→ What to work on: Every line below that has the string "state" needs to be copied.

→ Saved entries:
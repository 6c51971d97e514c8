//! Carrel reservation core
//!
//! Seat-reservation state engine for a multi-floor reading room. Every seat is
//! addressed by `(floor, row, col, day)` and is either empty or reserved by a
//! single-letter user. Mutations are gated by the logged-in identity, floors
//! can be resized at runtime, and the whole grid round-trips through a
//! fixed-width binary snapshot.
//!
//! # Architecture
//!
//! [`LibrarySystem`] is a pure state machine: it consumes a typed [`Command`]
//! and returns [`LibraryAction`]s without touching disk or clock. The
//! [`Runtime`] owns a system together with a [`Storage`] backend and an
//! [`Environment`], and executes those actions (the synchronous save after
//! each mutation).
//!
//! # Components
//!
//! - [`SeatGrid`]: fixed-capacity storage with per-floor active bounds
//! - [`access`]: who may do what, and what each viewer is allowed to see
//! - [`reservation`]: reserve / cancel / bulk-cancel transitions
//! - [`floor`]: resize with cascading cancellation
//! - [`snapshot`]: versioned fixed-width codec
//! - [`storage`]: file, in-memory and fault-injecting backends

#![forbid(unsafe_code)]

pub mod access;
mod command;
pub mod env;
mod error;
pub mod floor;
mod grid;
mod library;
pub mod reservation;
mod runtime;
mod seat;
mod session;
pub mod snapshot;
pub mod storage;

pub use access::{Denial, SeatView};
pub use command::Command;
pub use env::{Environment, ManualEnv, SystemEnv};
pub use error::{CoordinateError, LibraryError};
pub use floor::ResizeReport;
pub use grid::{DAYS, FLOORS, FloorBounds, MAX_COLS, MAX_ROWS, SLOT_COUNT, SeatCoord, SeatGrid};
pub use library::{
    FloorView, LibraryAction, LibraryConfig, LibrarySystem, ListedReservation, Response,
};
pub use reservation::CancelScope;
pub use runtime::{Outcome, Persistence, Runtime};
pub use seat::{Reservation, ReservationKind, Seat, SeatStatus, UserLetter};
pub use session::{Identity, Session};
pub use snapshot::SnapshotError;
pub use storage::{ChaoticStorage, FileStorage, MemoryStorage, Storage, StorageError};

→ Task answer:
//! Seat-reservation state engine for a multi-floor reading room. Every seat is
//! [`LibrarySystem`] is a pure state machine: it consumes a typed [`Command`]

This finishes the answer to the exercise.